*Available records*

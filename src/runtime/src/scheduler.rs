//! Reconfigurable background worker pool.
//!
//! The platform runs two of these (user-callback and compile/link pools)
//! and every native device runs one as its completion worker. The pool can
//! be resized and reprioritized on the fly, supports cancelling queued
//! work, and can signal an event once everything submitted so far has
//! drained.

use crate::sync::ManualEvent;

use log::trace;
use parking_lot::{Condvar, Mutex};
use std::collections::VecDeque;
use std::sync::Arc;
use std::thread;

/// Worker thread priority. Applied best-effort: on hosts without
/// per-thread priority control the hint is recorded but not enforced.
#[derive(Clone, Copy, Debug, PartialEq, Eq, PartialOrd, Ord)]
pub enum Priority {
    Idle,
    Normal,
}

/// Pool shape: worker count and priority.
#[derive(Clone, Copy, Debug, PartialEq, Eq)]
pub struct SchedulingMode {
    pub threads: usize,
    pub priority: Priority,
}

impl SchedulingMode {
    pub fn new(threads: usize, priority: Priority) -> Self {
        SchedulingMode { threads, priority }
    }
}

/// A queued work item: the work itself plus an optional cancellation
/// callback invoked instead of the work when the item is discarded.
pub struct SchedulerTask {
    pub run: Box<dyn FnOnce() + Send>,
    pub cancel: Option<Box<dyn FnOnce() + Send>>,
}

impl SchedulerTask {
    pub fn new(run: impl FnOnce() + Send + 'static) -> Self {
        SchedulerTask {
            run: Box::new(run),
            cancel: None,
        }
    }

    pub fn with_cancel(
        run: impl FnOnce() + Send + 'static,
        cancel: impl FnOnce() + Send + 'static,
    ) -> Self {
        SchedulerTask {
            run: Box::new(run),
            cancel: Some(Box::new(cancel)),
        }
    }
}

struct QueuedTask {
    task: SchedulerTask,
    epoch: u64,
}

struct DrainSignal {
    epoch: u64,
    remaining: usize,
    event: Arc<ManualEvent>,
    mode_after: Option<SchedulingMode>,
}

struct State {
    tasks: VecDeque<QueuedTask>,
    in_progress: usize,
    // Ids 0..spawned are alive; workers with id >= target exit.
    spawned: usize,
    target: usize,
    priority: Priority,
    shutdown: bool,
    epoch: u64,
    signals: Vec<DrainSignal>,
}

struct Inner {
    state: Mutex<State>,
    cv: Condvar,
    idle_cv: Condvar,
}

/// The pool.
pub struct Scheduler {
    inner: Arc<Inner>,
    name: &'static str,
}

impl Scheduler {
    pub fn new(name: &'static str) -> Self {
        Scheduler {
            inner: Arc::new(Inner {
                state: Mutex::new(State {
                    tasks: VecDeque::new(),
                    in_progress: 0,
                    spawned: 0,
                    target: 0,
                    priority: Priority::Normal,
                    shutdown: false,
                    epoch: 0,
                    signals: Vec::new(),
                }),
                cv: Condvar::new(),
                idle_cv: Condvar::new(),
            }),
            name,
        }
    }

    pub fn current_mode(&self) -> SchedulingMode {
        let state = self.inner.state.lock();
        SchedulingMode::new(state.target, state.priority)
    }

    /// Resize/reprioritize the pool. Grows take effect immediately; shrinks
    /// are picked up by workers as they come off a task.
    pub fn set_scheduling_mode(&self, mode: SchedulingMode) {
        let mut state = self.inner.state.lock();
        if state.shutdown {
            return;
        }
        state.priority = mode.priority;
        state.target = mode.threads;
        while state.spawned < state.target {
            let id = state.spawned;
            state.spawned += 1;
            self.spawn_worker(id);
        }
        drop(state);
        self.inner.cv.notify_all();
    }

    fn spawn_worker(&self, id: usize) {
        let inner = Arc::clone(&self.inner);
        let name = self.name;
        thread::Builder::new()
            .name(format!("{}-{}", name, id))
            .spawn(move || worker_loop(&inner, id))
            .expect("failed to spawn scheduler worker");
    }

    /// Queue a task. When the pool has no workers (or is shut down) the
    /// task is cancelled on the spot.
    pub fn queue_task(&self, task: SchedulerTask) {
        let cancelled = {
            let mut state = self.inner.state.lock();
            if state.target == 0 || state.shutdown {
                Some(task)
            } else {
                let epoch = state.epoch;
                state.tasks.push_back(QueuedTask { task, epoch });
                None
            }
        };
        match cancelled {
            Some(task) => {
                if let Some(cancel) = task.cancel {
                    cancel();
                }
            }
            None => {
                self.inner.cv.notify_one();
            }
        }
    }

    /// Arrange for `event` to be set once every task submitted so far has
    /// finished, then switch to `mode_after` if given.
    pub fn signal_event_on_completion(
        &self,
        event: Arc<ManualEvent>,
        mode_after: Option<SchedulingMode>,
    ) {
        let mut state = self.inner.state.lock();
        let outstanding = state.tasks.len() + state.in_progress;
        if state.target == 0 || outstanding == 0 {
            event.set();
            if let Some(mode) = mode_after {
                state.priority = mode.priority;
                state.target = mode.threads;
                while state.spawned < state.target {
                    let id = state.spawned;
                    state.spawned += 1;
                    self.spawn_worker(id);
                }
            }
            drop(state);
            self.inner.cv.notify_all();
            return;
        }
        let epoch = state.epoch;
        state.epoch += 1;
        state.signals.push(DrainSignal {
            epoch,
            remaining: outstanding,
            event,
            mode_after,
        });
    }

    /// Discard queued-but-not-started items, invoking their cancel
    /// callbacks.
    pub fn cancel_existing_tasks(&self) {
        let drained: Vec<QueuedTask> = {
            let mut state = self.inner.state.lock();
            state.tasks.drain(..).collect()
        };
        trace!("{}: cancelling {} queued tasks", self.name, drained.len());
        let mut epochs = Vec::with_capacity(drained.len());
        for queued in drained {
            if let Some(cancel) = queued.task.cancel {
                cancel();
            }
            epochs.push(queued.epoch);
        }
        let mut state = self.inner.state.lock();
        for epoch in epochs {
            retire(&mut state, epoch);
        }
    }

    /// Cancel queued work, stop every worker, and wait for them to exit.
    pub fn shutdown(&self) {
        {
            let mut state = self.inner.state.lock();
            state.shutdown = true;
        }
        self.cancel_existing_tasks();
        let mut state = self.inner.state.lock();
        state.target = 0;
        self.inner.cv.notify_all();
        while state.spawned > 0 {
            self.inner.idle_cv.wait(&mut state);
        }
    }
}

impl Drop for Scheduler {
    fn drop(&mut self) {
        self.shutdown();
    }
}

fn retire(state: &mut State, task_epoch: u64) {
    let mut fired = false;
    for signal in &mut state.signals {
        if task_epoch <= signal.epoch {
            signal.remaining -= 1;
            if signal.remaining == 0 {
                signal.event.set();
                fired = true;
            }
        }
    }
    if fired {
        let mut mode_changes = Vec::new();
        state.signals.retain(|signal| {
            if signal.remaining == 0 {
                if let Some(mode) = signal.mode_after {
                    mode_changes.push(mode);
                }
                false
            } else {
                true
            }
        });
        for mode in mode_changes {
            state.priority = mode.priority;
            state.target = mode.threads;
            // Workers pick the change up on their next wait; grows are
            // handled by set_scheduling_mode, which drain-and-regrow
            // callers use directly.
        }
    }
}

fn worker_loop(inner: &Inner, id: usize) {
    let mut state = inner.state.lock();
    loop {
        let queued = loop {
            if state.shutdown || id >= state.target {
                state.spawned = state.spawned.saturating_sub(1);
                inner.idle_cv.notify_all();
                return;
            }
            if let Some(queued) = state.tasks.pop_front() {
                state.in_progress += 1;
                break queued;
            }
            inner.cv.wait(&mut state);
        };

        drop(state);
        (queued.task.run)();
        state = inner.state.lock();

        state.in_progress -= 1;
        retire(&mut state, queued.epoch);
    }
}

#[cfg(test)]
mod tests {
    use super::*;
    use std::sync::atomic::{AtomicUsize, Ordering};
    use std::time::Duration;

    #[test]
    fn runs_queued_tasks() {
        let scheduler = Scheduler::new("test");
        scheduler.set_scheduling_mode(SchedulingMode::new(2, Priority::Normal));
        let counter = Arc::new(AtomicUsize::new(0));
        for _ in 0..16 {
            let counter = Arc::clone(&counter);
            scheduler.queue_task(SchedulerTask::new(move || {
                counter.fetch_add(1, Ordering::SeqCst);
            }));
        }
        let drained = ManualEvent::new();
        scheduler.signal_event_on_completion(Arc::clone(&drained), None);
        drained.wait();
        assert_eq!(counter.load(Ordering::SeqCst), 16);
    }

    #[test]
    fn zero_workers_cancels_instead_of_running() {
        let scheduler = Scheduler::new("test");
        let cancelled = Arc::new(AtomicUsize::new(0));
        let cancelled2 = Arc::clone(&cancelled);
        scheduler.queue_task(SchedulerTask::with_cancel(
            || panic!("must not run"),
            move || {
                cancelled2.fetch_add(1, Ordering::SeqCst);
            },
        ));
        assert_eq!(cancelled.load(Ordering::SeqCst), 1);
    }

    #[test]
    fn cancel_discards_queued_work() {
        let scheduler = Scheduler::new("test");
        scheduler.set_scheduling_mode(SchedulingMode::new(1, Priority::Normal));

        // Park the single worker so everything behind stays queued.
        let gate = ManualEvent::new();
        let gate2 = Arc::clone(&gate);
        scheduler.queue_task(SchedulerTask::new(move || gate2.wait()));

        let ran = Arc::new(AtomicUsize::new(0));
        let cancelled = Arc::new(AtomicUsize::new(0));
        for _ in 0..4 {
            let ran = Arc::clone(&ran);
            let cancelled = Arc::clone(&cancelled);
            // Give the worker a moment to take the gate task.
            std::thread::sleep(Duration::from_millis(1));
            scheduler.queue_task(SchedulerTask::with_cancel(
                move || {
                    ran.fetch_add(1, Ordering::SeqCst);
                },
                move || {
                    cancelled.fetch_add(1, Ordering::SeqCst);
                },
            ));
        }
        scheduler.cancel_existing_tasks();
        gate.set();
        scheduler.shutdown();
        assert_eq!(ran.load(Ordering::SeqCst), 0);
        assert_eq!(cancelled.load(Ordering::SeqCst), 4);
    }

    #[test]
    fn drain_event_waits_for_in_flight_work() {
        let scheduler = Scheduler::new("test");
        scheduler.set_scheduling_mode(SchedulingMode::new(1, Priority::Normal));
        let gate = ManualEvent::new();
        let gate2 = Arc::clone(&gate);
        scheduler.queue_task(SchedulerTask::new(move || gate2.wait()));
        std::thread::sleep(Duration::from_millis(5));

        let drained = ManualEvent::new();
        scheduler.signal_event_on_completion(Arc::clone(&drained), None);
        assert!(!drained.is_set());
        gate.set();
        drained.wait();
    }
}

*Exercise requirements*
Only the lines from the beginning of the material to the line containing "pub struct SchedulerTask" should be echoed, verbatim and in full.

*Result of the exercise*
filename src/runtime/src/scheduler.rs
//! Reconfigurable background worker pool.
//!
//! The platform runs two of these (user-callback and compile/link pools)
//! and every native device runs one as its completion worker. The pool can
//! be resized and reprioritized on the fly, supports cancelling queued
//! work, and can signal an event once everything submitted so far has
//! drained.

use crate::sync::ManualEvent;

use log::trace;
use parking_lot::{Condvar, Mutex};
use std::collections::VecDeque;
use std::sync::Arc;
use std::thread;

/// Worker thread priority. Applied best-effort: on hosts without
/// per-thread priority control the hint is recorded but not enforced.
#[derive(Clone, Copy, Debug, PartialEq, Eq, PartialOrd, Ord)]
pub enum Priority {
    Idle,
    Normal,
}

/// Pool shape: worker count and priority.
#[derive(Clone, Copy, Debug, PartialEq, Eq)]
pub struct SchedulingMode {
    pub threads: usize,
    pub priority: Priority,
}

impl SchedulingMode {
    pub fn new(threads: usize, priority: Priority) -> Self {
        SchedulingMode { threads, priority }
    }
}

/// A queued work item: the work itself plus an optional cancellation
/// callback invoked instead of the work when the item is discarded.
pub struct SchedulerTask {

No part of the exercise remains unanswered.